== Task inputs ==

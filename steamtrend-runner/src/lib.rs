//! steamtrend runner: the orchestration above `steamtrend-core`.
//!
//! - Cache-backed player-history loading with provenance
//! - The dashboard pipeline (catalog → align → tiers) and its dataset hash
//! - Market price loading for listed items
//! - CSV/JSON report export

pub mod data_loader;
pub mod market;
pub mod pipeline;
pub mod report;

pub use data_loader::{game_labels, load_player_histories, LoadError, LoadedHistories};
pub use market::{load_item_prices, price_series, run_market_prices, LoadedPrices};
pub use pipeline::{build_dashboard, compute_dataset_hash, run_dashboard, Dashboard};
pub use report::{
    export_table_csv, format_summary, save_report, summarize, write_report, ColumnSummary,
    DashboardSummary,
};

===

Task directions ->
Print, exactly and only, the lines running from the one with "pub mod data_loader;" to the end of the data above.

Reply to the task ->
pub mod data_loader;
pub mod market;
pub mod pipeline;
pub mod report;

pub use data_loader::{game_labels, load_player_histories, LoadError, LoadedHistories};
pub use market::{load_item_prices, price_series, run_market_prices, LoadedPrices};
pub use pipeline::{build_dashboard, compute_dataset_hash, run_dashboard, Dashboard};
pub use report::{
    export_table_csv, format_summary, save_report, summarize, write_report, ColumnSummary,
    DashboardSummary,
};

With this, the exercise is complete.